Descripció del projecte

Context:
The automotive industry is experiencing a major shift towards increasingly connected, autonomous and software-defined vehicles. This evolution has turned the vehicle’s electronic platforms (ECUs, CAN networks, etc.) and their environment (Apps and backends) into critical attack surfaces. A single vulnerability could compromise both the physical security of the vehicle and the privacy of its users.

Objective:
Our goal is to establish an advanced AI-assisted offensive security framework specifically tailored for the complex architecture of automotive electronic systems. This solution will propose intelligent and adaptive agents to conduct in-depth penetration testing, systematically simulating diverse and high-fidelity attack scenarios across the vehicle network. The main goal is the transition of security assessment from a reactive to a proactive and predictive model. By anticipating emerging attack surfaces and quantifying potential risk exposures, the framework will ensure maximum cybersecurity preparedness.
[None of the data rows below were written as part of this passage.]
//! Placed orders and the payload that creates them.
//!
//! [`Order`] is managed by the order actor, which assigns the [`OrderId`] from
//! its sequence counter and prices the items in its `on_create` hook. See
//! `crate::order_actor` for the lifecycle.

use crate::model::{BeverageId, CondimentId};
use chrono::{DateTime, Utc};
use rust_decimal::Decimal;
use serde::{Deserialize, Serialize};
use std::fmt::Display;

/// Type-safe identifier for Orders. Later orders have larger ids.
#[derive(Debug, Clone, Copy, PartialEq, Eq, PartialOrd, Ord, Hash, Serialize, Deserialize)]
pub struct OrderId(pub u32);

impl From<u32> for OrderId {
    fn from(id: u32) -> Self {
        Self(id)
    }
}

impl Display for OrderId {
    fn fmt(&self, f: &mut std::fmt::Formatter<'_>) -> std::fmt::Result {
        write!(f, "order_{}", self.0)
    }
}

#[derive(Debug, Clone, Copy, PartialEq, Eq, Serialize, Deserialize)]
#[serde(rename_all = "lowercase")]
pub enum OrderStatus {
    Pending,
    Processing,
    Completed,
    Cancelled,
}

impl OrderStatus {
    /// Orders move `pending -> processing -> completed`, and may be cancelled
    /// until they complete.
    pub fn can_advance_to(self, next: OrderStatus) -> bool {
        use OrderStatus::*;
        matches!(
            (self, next),
            (Pending, Processing)
                | (Processing, Completed)
                | (Pending, Cancelled)
                | (Processing, Cancelled)
        )
    }
}

impl Display for OrderStatus {
    fn fmt(&self, f: &mut std::fmt::Formatter<'_>) -> std::fmt::Result {
        let label = match self {
            OrderStatus::Pending => "pending",
            OrderStatus::Processing => "processing",
            OrderStatus::Completed => "completed",
            OrderStatus::Cancelled => "cancelled",
        };
        f.write_str(label)
    }
}

#[derive(Debug, Clone, Copy, PartialEq, Eq, Serialize, Deserialize)]
#[serde(rename_all = "lowercase")]
pub enum ItemKind {
    Beverage,
    Condiment,
}

/// One priced line of a placed order. The unit price is the catalog price at
/// the time the order was created.
#[derive(Debug, Clone, PartialEq, Serialize, Deserialize)]
#[serde(rename_all = "camelCase")]
pub struct OrderItem {
    pub id: String,
    pub kind: ItemKind,
    pub name: String,
    pub quantity: u32,
    pub unit_price: Decimal,
    pub calories: u32,
}

impl OrderItem {
    pub fn line_total(&self) -> Decimal {
        self.unit_price * Decimal::from(self.quantity)
    }
}

#[derive(Debug, Clone, PartialEq, Serialize, Deserialize)]
#[serde(rename_all = "camelCase")]
pub struct Order {
    pub id: OrderId,
    pub items: Vec<OrderItem>,
    pub total: Decimal,
    pub total_calories: u32,
    pub status: OrderStatus,
    pub created_at: DateTime<Utc>,
    pub updated_at: DateTime<Utc>,
}

impl Order {
    /// The id of the beverage line, if the order has one.
    pub fn beverage_id(&self) -> Option<BeverageId> {
        self.items
            .iter()
            .find(|item| item.kind == ItemKind::Beverage)
            .map(|item| BeverageId(item.id.clone()))
    }

    /// Condiment lines as `(id, quantity)`, in order.
    pub fn condiments(&self) -> impl Iterator<Item = (CondimentId, u32)> + '_ {
        self.items
            .iter()
            .filter(|item| item.kind == ItemKind::Condiment)
            .map(|item| (CondimentId(item.id.clone()), item.quantity))
    }
}

/// A condiment entry of a selection or payload. `quantity` is at least 1.
#[derive(Debug, Clone, PartialEq, Eq, Serialize, Deserialize)]
pub struct CondimentSelection {
    pub id: CondimentId,
    pub quantity: u32,
}

/// The submission payload: `{"beverageId": .., "condiments": [{"id", "quantity"}]}`.
#[derive(Debug, Clone, PartialEq, Eq, Serialize, Deserialize)]
#[serde(rename_all = "camelCase")]
pub struct OrderCreate {
    pub beverage_id: BeverageId,
    pub condiments: Vec<CondimentSelection>,
}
Critically, its structure will ensure robust validation of compliance against industry-established benchmarks, in particular the requirements set by UNECE R155.
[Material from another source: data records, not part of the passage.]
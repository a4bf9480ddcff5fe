//! # Framework Errors
//!
//! Errors raised by the actor runtime itself, independent of any entity.
//! Entity-specific failures travel inside [`FrameworkError::EntityError`] so
//! that resource clients can map them onto their own error enums.

/// Errors that can occur within the actor framework itself.
#[derive(Debug, thiserror::Error)]
pub enum FrameworkError {
    #[error("Actor closed")]
    ActorClosed,
    #[error("Actor dropped response channel")]
    ActorDropped,
    #[error("Item not found: {0}")]
    NotFound(String),
    /// A create request resolved to an id that is already stored.
    #[error("Item already exists: {0}")]
    AlreadyExists(String),
    #[error("Entity error: {0}")]
    EntityError(Box<dyn std::error::Error + Send + Sync>),
}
Through the use of intelligent agents, the framework will:
– Simulate complex attack scenarios.
– Anticipate emerging cybersecurity risks.
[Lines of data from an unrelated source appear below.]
use actor_framework::mock::MockClient;
use actor_framework::{ActorClient, FrameworkError};
use rust_decimal::Decimal;
use vending_machine::catalog_actor::CatalogQuote;
use vending_machine::clients::{BeverageClient, CondimentClient};
use vending_machine::config::VendingConfig;
use vending_machine::model::{
    Beverage, BeverageId, Condiment, CondimentId, CondimentSelection, ItemKind, OrderCreate,
    OrderId, OrderStatus,
};
use vending_machine::order_actor::{self, OrderError};

fn quote(name: &str, cents: i64, calories: u32, quantity: u32) -> CatalogQuote {
    let unit_price = Decimal::new(cents, 2);
    CatalogQuote {
        name: name.to_string(),
        unit_price,
        quantity,
        line_total: unit_price * Decimal::from(quantity),
        calories: calories * quantity,
    }
}

fn plain(beverage: &str) -> OrderCreate {
    OrderCreate {
        beverage_id: beverage.into(),
        condiments: vec![],
    }
}

/// Real Order actor with mocked catalog actors: exercises the pricing done in
/// `Order::on_create` without a real menu.
#[tokio::test]
async fn test_order_is_priced_through_catalogs() {
    let mut beverages = MockClient::<Beverage>::new();
    let mut condiments = MockClient::<Condiment>::new();

    beverages
        .expect_action(BeverageId::from("latte"))
        .return_ok(quote("Latte", 2000, 150, 1));
    condiments
        .expect_action(CondimentId::from("vanilla"))
        .return_ok(quote("Vanilla Syrup", 200, 10, 2));

    let (order_actor, order_client) = order_actor::new(&VendingConfig::default());
    let handle = tokio::spawn(order_actor.run((
        BeverageClient::new(beverages.client()),
        CondimentClient::new(condiments.client()),
    )));

    let order = order_client
        .place_order(OrderCreate {
            beverage_id: "latte".into(),
            condiments: vec![CondimentSelection {
                id: "vanilla".into(),
                quantity: 2,
            }],
        })
        .await
        .expect("order should be placed");

    assert_eq!(order.id, OrderId(1));
    assert_eq!(order.status, OrderStatus::Pending);
    assert_eq!(order.items.len(), 2);
    assert_eq!(order.items[0].kind, ItemKind::Beverage);
    assert_eq!(order.items[0].name, "Latte");
    assert_eq!(order.items[1].unit_price, Decimal::new(200, 2));
    assert_eq!(order.total, Decimal::new(2400, 2));
    assert_eq!(order.total_calories, 170);

    beverages.verify();
    condiments.verify();

    drop(order_client);
    handle.await.unwrap();
}

#[tokio::test]
async fn test_unknown_condiment_rejects_order() {
    let mut beverages = MockClient::<Beverage>::new();
    let mut condiments = MockClient::<Condiment>::new();

    beverages
        .expect_action(BeverageId::from("coffee"))
        .return_ok(quote("Coffee", 1800, 5, 1));
    condiments
        .expect_action(CondimentId::from("saffron"))
        .return_err(FrameworkError::NotFound("saffron".into()));

    let (order_actor, order_client) = order_actor::new(&VendingConfig::default());
    tokio::spawn(order_actor.run((
        BeverageClient::new(beverages.client()),
        CondimentClient::new(condiments.client()),
    )));

    let result = order_client
        .place_order(OrderCreate {
            beverage_id: "coffee".into(),
            condiments: vec![CondimentSelection {
                id: "saffron".into(),
                quantity: 1,
            }],
        })
        .await;

    assert_eq!(result, Err(OrderError::InvalidCondiment("saffron".into())));
    assert!(order_client.list().await.unwrap().is_empty());
}

#[tokio::test]
async fn test_unknown_beverage_rejects_order() {
    let mut beverages = MockClient::<Beverage>::new();
    let condiments = MockClient::<Condiment>::new();

    beverages
        .expect_action(BeverageId::from("espresso"))
        .return_err(FrameworkError::NotFound("espresso".into()));

    let (order_actor, order_client) = order_actor::new(&VendingConfig::default());
    tokio::spawn(order_actor.run((
        BeverageClient::new(beverages.client()),
        CondimentClient::new(condiments.client()),
    )));

    let result = order_client.place_order(plain("espresso")).await;
    assert_eq!(result, Err(OrderError::InvalidBeverage("espresso".into())));
}

#[tokio::test]
async fn test_status_transitions() {
    let mut beverages = MockClient::<Beverage>::new();
    let condiments = MockClient::<Condiment>::new();
    for _ in 0..2 {
        beverages
            .expect_action(BeverageId::from("cola"))
            .return_ok(quote("Cola", 1200, 140, 1));
    }

    let (order_actor, order_client) = order_actor::new(&VendingConfig::default());
    tokio::spawn(order_actor.run((
        BeverageClient::new(beverages.client()),
        CondimentClient::new(condiments.client()),
    )));

    let first = order_client.place_order(plain("cola")).await.unwrap();
    let processing = order_client
        .advance(first.id, OrderStatus::Processing)
        .await
        .unwrap();
    assert_eq!(processing.status, OrderStatus::Processing);
    assert!(processing.updated_at >= first.updated_at);

    let completed = order_client
        .advance(first.id, OrderStatus::Completed)
        .await
        .unwrap();
    assert_eq!(completed.status, OrderStatus::Completed);

    assert_eq!(
        order_client.cancel(first.id).await,
        Err(OrderError::InvalidTransition {
            from: OrderStatus::Completed,
            to: OrderStatus::Cancelled,
        })
    );

    let second = order_client.place_order(plain("cola")).await.unwrap();
    assert_eq!(second.id, OrderId(2));
    let cancelled = order_client.cancel(second.id).await.unwrap();
    assert_eq!(cancelled.status, OrderStatus::Cancelled);

    assert_eq!(
        order_client.advance(OrderId(99), OrderStatus::Processing).await,
        Err(OrderError::NotFound("order_99".into()))
    );
}

#[tokio::test]
async fn test_history_capacity_evicts_oldest() {
    let mut beverages = MockClient::<Beverage>::new();
    let condiments = MockClient::<Condiment>::new();
    for _ in 0..5 {
        beverages
            .expect_action(BeverageId::from("greenTea"))
            .return_ok(quote("Green Tea", 1500, 0, 1));
    }

    let config = VendingConfig {
        history_capacity: 3,
        history_view: 2,
        ..VendingConfig::default()
    };
    let (order_actor, order_client) = order_actor::new(&config);
    tokio::spawn(order_actor.run((
        BeverageClient::new(beverages.client()),
        CondimentClient::new(condiments.client()),
    )));

    for _ in 0..5 {
        order_client.place_order(plain("greenTea")).await.unwrap();
    }

    let kept: Vec<OrderId> = order_client
        .list()
        .await
        .unwrap()
        .iter()
        .map(|o| o.id)
        .collect();
    assert_eq!(kept, vec![OrderId(3), OrderId(4), OrderId(5)]);

    let recent: Vec<OrderId> = order_client
        .recent(config.history_view)
        .await
        .unwrap()
        .iter()
        .map(|o| o.id)
        .collect();
    assert_eq!(recent, vec![OrderId(4), OrderId(5)]);
    assert!(order_client.get(OrderId(1)).await.unwrap().is_none());
}

#[tokio::test]
async fn test_huge_quantities_saturate_calories() {
    let mut beverages = MockClient::<Beverage>::new();
    let mut condiments = MockClient::<Condiment>::new();

    for _ in 0..2 {
        beverages
            .expect_action(BeverageId::from("mocha"))
            .return_ok(quote("Mocha", 2500, 200, 1));
    }
    for id in ["cream", "caramel"] {
        condiments
            .expect_action(CondimentId::from(id))
            .return_ok(CatalogQuote {
                name: id.to_string(),
                unit_price: Decimal::new(400, 2),
                quantity: 200_000_000,
                line_total: Decimal::new(400, 2) * Decimal::from(200_000_000u32),
                calories: u32::MAX,
            });
    }

    let (order_actor, order_client) = order_actor::new(&VendingConfig::default());
    let handle = tokio::spawn(order_actor.run((
        BeverageClient::new(beverages.client()),
        CondimentClient::new(condiments.client()),
    )));

    let huge = order_client
        .place_order(OrderCreate {
            beverage_id: "mocha".into(),
            condiments: vec![
                CondimentSelection {
                    id: "cream".into(),
                    quantity: 200_000_000,
                },
                CondimentSelection {
                    id: "caramel".into(),
                    quantity: 200_000_000,
                },
            ],
        })
        .await
        .unwrap();
    assert_eq!(huge.total_calories, u32::MAX);
    assert_eq!(huge.total, Decimal::new(2500, 2) + Decimal::from(1_600_000_000u32));

    // The actor is still serving orders.
    let next = order_client.place_order(plain("mocha")).await.unwrap();
    assert_eq!(next.id, OrderId(2));
    assert_eq!(next.total_calories, 200);

    beverages.verify();
    condiments.verify();

    drop(order_client);
    handle.await.unwrap();
}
– Automated and scale penetration testing activities.
– Evolve from one-off assessments towards a continuous and proactive security approach.

The project will contribute to:
– Fast and proactive customer protection.
– Increase in internal cybersecurity maturity.
– Preparation for regulatory compliance, in particular UNECE R155.
– Preparation for future organizational responsibility for advanced vehicle electronic architectures.